Ya his postman is going to need an armored car to transport all these bombs! I couldnt imagine getting 15+ bombs on the same day! Hope he's home, i'd hate them all to sit on the porch...

Mine also went out as scheduled..


----------



## Itsme-Speedy-G (Aug 20, 2007)

This my first bomb. I hope I did well.


----------



## patefengreen (Sep 27, 2007)

Itsme-Speedy-G said:


> This my first bomb. I hope I did well.


As long as it's not MIA, it's all good!!! Can't wait for the destruction reports! :whoohoo:


----------



## boomerd35 (Apr 24, 2007)

I hope the bomb recipient doesn't get too upset about receiving all these cigars! Have you stopped to consider the amount of money that will have to be spent on the additional humidors needed to hold all these smokes?


----------



## mikedaddy (Oct 19, 2007)

Ya that's gonna hurt!

My humi is full, I had to bomb a friend last night to fit all the padilla's I got in yesterday.


----------



## WOXOF (Apr 21, 2007)

Incoming!

0103 8555 7492 1198 9368


----------



## BigBuddha76 (Mar 15, 2005)

cant wait for this to hit


----------



## stlcards (Sep 14, 2007)

These should start hitting today right?


----------



## patefengreen (Sep 27, 2007)

stlcards said:


> These should start hitting today right?


Yeah, I would think so. Recon (USPS DC status) shows that mine appears to be in enemy territory at this moment. I think we're just waiting for the target to trip the wire! Oh what drama!


----------



## mikedaddy (Oct 19, 2007)

Mine also appears to be en route!


----------



## stlcards (Sep 14, 2007)

I used UPS and they don't deliver on Saturday. I was just far enough out to make it 3 day instead of 2. So mine won't hit until Monday, blah!

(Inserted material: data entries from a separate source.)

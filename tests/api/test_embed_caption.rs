// Copyright (c) 2025 Fabstir
// SPDX-License-Identifier: BUSL-1.1

//! POST /embed/caption endpoint tests

use crate::common::*;
use axum::http::StatusCode;
use tower::ServiceExt;

async fn embed(caption: &str) -> (StatusCode, serde_json::Value) {
    let response = test_app().oneshot(caption_request(caption)).await.unwrap();
    let status = response.status();
    (status, json_body(response).await)
}

fn embedding_of(json: &serde_json::Value) -> Vec<f32> {
    serde_json::from_value(json["embedding"].clone()).unwrap()
}

#[tokio::test]
async fn test_caption_returns_unit_embedding() {
    let (status, json) = embed("a dog on the beach").await;

    assert_eq!(status, StatusCode::OK);
    let embedding = embedding_of(&json);
    assert_eq!(json["size"], TEST_DIMENSION);
    assert_eq!(embedding.len(), TEST_DIMENSION);
    assert!((l2_norm(&embedding) - 1.0).abs() < 1e-5);
}

#[tokio::test]
async fn test_same_caption_is_deterministic() {
    let (_, first) = embed("a photo of a cat").await;
    let (_, second) = embed("a photo of a cat").await;
    assert_eq!(embedding_of(&first), embedding_of(&second));
}

#[tokio::test]
async fn test_different_captions_differ() {
    let (_, dog) = embed("a dog").await;
    let (_, cat) = embed("a cat").await;
    assert_ne!(embedding_of(&dog), embedding_of(&cat));
}

#[tokio::test]
async fn test_empty_caption_is_well_formed() {
    let (status, json) = embed("").await;

    assert_eq!(status, StatusCode::OK);
    let embedding = embedding_of(&json);
    assert_eq!(json["size"], TEST_DIMENSION);
    assert_eq!(embedding.len(), TEST_DIMENSION);
    assert!((l2_norm(&embedding) - 1.0).abs() < 1e-5);
}

#[tokio::test]
async fn test_caption_at_context_length_accepted() {
    let caption = vec!["dog"; TEST_CONTEXT_LENGTH].join(" ");
    let (status, _) = embed(&caption).await;
    assert_eq!(status, StatusCode::OK);
}

#[tokio::test]
async fn test_unknown_words_still_embed() {
    let (status, json) = embed("zebra crossing").await;
    assert_eq!(status, StatusCode::OK);
    assert_eq!(json["size"], TEST_DIMENSION);
}
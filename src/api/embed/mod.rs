// Copyright (c) 2025 Fabstir
// SPDX-License-Identifier: BUSL-1.1

//! Embedding API Module
//!
//! This module provides the POST /embed/image and POST /embed/caption
//! endpoints, both returning one L2-normalized CLIP embedding.

pub mod handler;
pub mod request;
pub mod response;

pub use handler::{caption_handler, image_handler, IMAGE_FIELD};
pub use request::CaptionRequest;
pub use response::EmbedResponse;
// Copyright (c) 2025 Fabstir
// SPDX-License-Identifier: BUSL-1.1

//! Request pipelines
//!
//! Each pipeline is one linear pass: raw input -> encoder tensor ->
//! [`ModelHost`](crate::embeddings::ModelHost) forward pass ->
//! [`normalize`](crate::embeddings::normalize). Both are blocking and
//! must be called from `spawn_blocking` inside async handlers.

pub mod image;
pub mod text;

pub use image::embed_image;
pub use text::embed_text;
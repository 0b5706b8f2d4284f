// Copyright (c) 2025 Fabstir
// SPDX-License-Identifier: BUSL-1.1
pub mod embed;
pub mod errors;
pub mod handlers;
pub mod http_server;

pub use embed::{caption_handler, image_handler, CaptionRequest, EmbedResponse};
pub use errors::{ApiError, ErrorResponse};
pub use handlers::{health_handler, root_handler, HealthResponse, RootResponse};
pub use http_server::{create_app, start_server, AppState};
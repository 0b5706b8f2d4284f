// Copyright (c) 2025 Fabstir
// SPDX-License-Identifier: BUSL-1.1
//! Error taxonomy of the embedding core

use crate::vision::ImageError;
use thiserror::Error;

#[derive(Debug, Error)]
pub enum EmbeddingError {
    /// Uploaded bytes are empty, oversized, not an image, or corrupt
    #[error("Invalid image: {0}")]
    InvalidImage(#[from] ImageError),

    /// The tokenizer rejected the caption (e.g. longer than the context length)
    #[error("Invalid caption: {0}")]
    InvalidCaption(String),

    /// Encoder produced a zero-norm or non-finite vector
    #[error("Degenerate embedding: {0}")]
    DegenerateEmbedding(String),

    /// Model weights, tokenizer, or device could not be initialized
    #[error("Failed to load model: {0}")]
    ModelLoad(String),

    /// ONNX Runtime failed while running an encoder
    #[error("Inference failed: {0}")]
    Inference(String),
}

impl EmbeddingError {
    /// Input-validation failures the caller can fix by changing its request
    pub fn is_client_error(&self) -> bool {
        matches!(
            self,
            EmbeddingError::InvalidImage(_) | EmbeddingError::InvalidCaption(_)
        )
    }

    pub(crate) fn inference<E: std::fmt::Display>(err: E) -> Self {
        EmbeddingError::Inference(err.to_string())
    }
}
// Copyright (c) 2025 Fabstir
// SPDX-License-Identifier: BUSL-1.1
//! Image handling for the CLIP vision encoder
//!
//! This module provides:
//! - Decoding of uploaded image bytes (PNG, JPEG, WebP, GIF, BMP, TIFF)
//! - The fixed CLIP transform (resize, center-crop, normalize, NCHW)

pub mod image_utils;
pub mod preprocessing;

pub use image_utils::{
    decode_image_bytes, detect_format, ImageError, ImageInfo, DEFAULT_MAX_IMAGE_BYTES,
};
pub use preprocessing::{crop_window, ClipPreprocessor, CLIP_INPUT_SIZE, CLIP_MEAN, CLIP_STD};
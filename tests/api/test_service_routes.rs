// Copyright (c) 2025 Fabstir
// SPDX-License-Identifier: BUSL-1.1

//! GET /, GET /health and routing tests

use crate::common::*;
use axum::body::Body;
use axum::http::{Request, StatusCode};
use tower::ServiceExt;

fn get(uri: &str) -> Request<Body> {
    Request::builder()
        .method("GET")
        .uri(uri)
        .body(Body::empty())
        .unwrap()
}

#[tokio::test]
async fn test_root_returns_service_message() {
    let response = test_app().oneshot(get("/")).await.unwrap();

    assert_eq!(response.status(), StatusCode::OK);
    let json = json_body(response).await;
    assert_eq!(json, serde_json::json!({ "msg": "This is Embedding Service" }));
}

#[tokio::test]
async fn test_health_reports_model_and_device() {
    let response = test_app().oneshot(get("/health")).await.unwrap();

    assert_eq!(response.status(), StatusCode::OK);
    let json = json_body(response).await;
    assert_eq!(json["status"], "healthy");
    assert_eq!(json["model"], "test-clip");
    assert_eq!(json["device"], "cpu");
    assert_eq!(json["dimension"], TEST_DIMENSION);
    assert_eq!(json["version"], clip_embed_node::version::VERSION_NUMBER);
    let features = json["features"].as_array().unwrap();
    assert_eq!(features.len(), clip_embed_node::version::FEATURES.len());
    assert!(features.iter().any(|f| f == "image-embeddings"));
}

#[tokio::test]
async fn test_unknown_route_is_404() {
    let response = test_app().oneshot(get("/v1/embed")).await.unwrap();

    assert_eq!(response.status(), StatusCode::NOT_FOUND);
    let json = json_body(response).await;
    assert_eq!(json["error_type"], "not_found");
}

#[tokio::test]
async fn test_get_on_embed_route_is_405() {
    let response = test_app().oneshot(get("/embed/caption")).await.unwrap();
    assert_eq!(response.status(), StatusCode::METHOD_NOT_ALLOWED);
}

#[tokio::test]
async fn test_cors_headers_present() {
    let request = Request::builder()
        .method("GET")
        .uri("/")
        .header("origin", "http://example.com")
        .body(Body::empty())
        .unwrap();

    let response = test_app().oneshot(request).await.unwrap();
    assert!(response
        .headers()
        .contains_key("access-control-allow-origin"));
}
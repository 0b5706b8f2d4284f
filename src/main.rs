// Copyright (c) 2025 Fabstir
// SPDX-License-Identifier: BUSL-1.1
use anyhow::{Context, Result};
use clap::Parser;
use clip_embed_node::{
    api::{start_server, AppState},
    config::ServiceConfig,
    embeddings::ModelHost,
    version,
};
use std::sync::Arc;
use tracing_subscriber::EnvFilter;

#[tokio::main]
async fn main() -> Result<()> {
    // .env values feed the clap env fallbacks below
    dotenv::dotenv().ok();

    tracing_subscriber::fmt()
        .with_env_filter(
            EnvFilter::try_from_default_env().unwrap_or_else(|_| EnvFilter::new("info")),
        )
        .init();

    println!("🚀 Starting CLIP Embedding Node...\n");
    println!("📦 BUILD VERSION: {}", version::VERSION);
    println!("📅 Build Date: {}", version::BUILD_DATE);
    println!("✨ Features: {}", version::FEATURES.join(", "));
    println!();

    tracing::info!("{}", version::get_version_string());

    let config = ServiceConfig::parse();
    config.validate().context("Invalid configuration")?;

    println!("🧠 Loading CLIP model {}...", config.model_name);
    println!("   Device strategy: {:?}", config.device);
    let model_host = ModelHost::load(config.model_host_config())
        .await
        .context("Failed to load CLIP model")?;
    println!(
        "✅ Model ready on {} ({} dimensions)",
        model_host.device(),
        model_host.dimension()
    );

    println!("🌐 Starting API server on {}...", config.listen_addr);
    let state = AppState::new(Arc::new(model_host));
    start_server(config.listen_addr, state).await?;

    println!("👋 {} stopped", version::get_version_string());
    Ok(())
}
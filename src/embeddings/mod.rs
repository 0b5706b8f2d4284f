// Copyright (c) 2025 Fabstir
// SPDX-License-Identifier: BUSL-1.1

//! CLIP embedding core
//!
//! This module provides:
//! - Device resolution and ONNX Runtime execution providers
//! - Model file resolution (local paths or Hugging Face Hub)
//! - The CLIP encoder pair behind the [`ClipEncoder`] seam
//! - Caption tokenization at a fixed context length
//! - L2 normalization of raw encoder output

pub mod device;
pub mod encoder;
pub mod errors;
pub mod model_files;
pub mod model_host;
pub mod normalizer;
pub mod onnx_model;
pub mod tokenizer;

pub use device::{cuda_available, Device, DeviceStrategy};
pub use encoder::ClipEncoder;
pub use errors::EmbeddingError;
pub use model_files::{ModelFiles, ModelSource, DEFAULT_IMAGE_MODEL_REPO, DEFAULT_TEXT_MODEL_REPO};
pub use model_host::{ModelHost, ModelHostConfig};
pub use normalizer::{cosine_similarity, l2_norm, normalize, EmbeddingResult};
pub use onnx_model::{EncoderSettings, OnnxClipEncoder};
pub use tokenizer::{CaptionTokenizer, TokenBatch, CLIP_CONTEXT_LENGTH};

It seems like every time I use USPS DC the site says shipping info recieved until the day after the package is delivered.


----------



## patefengreen (Sep 27, 2007)

stlcards said:


> It seems like every time I use USPS DC the site says shipping info recieved until the day after the package is delivered.


Yeah, I didn't use the online DC service. I used meter postage and took it directly to the PO, so my tracking info shows that it left the sorting facility this morning very near the said target destination (speaking in general terms cause "loose lips sink ships" and you never know what watchful eyes might be prying). Glad I didn't post my tracking number so the target wouldn't get suspicious. Now if the goons at the PO hurry up and do their job, it should pop today. Worst case scenario would be tomorrow. I'm crossing my fingers for today though!!! This is almost more fun than Christmas! he he


----------



## chubzerous (Jun 9, 2007)

My tracking number states that it left the sort facility this morning also.


----------



## stlcards (Sep 14, 2007)

It's all fun and games until the postman gets blown away!! I did manage to get a picture just as the bombs detonated. He had begun to liquify, and then he was gone. No more truck, no mail, nothing. The bomb was so big that everything around him just disappeared. RIP my mailman brother.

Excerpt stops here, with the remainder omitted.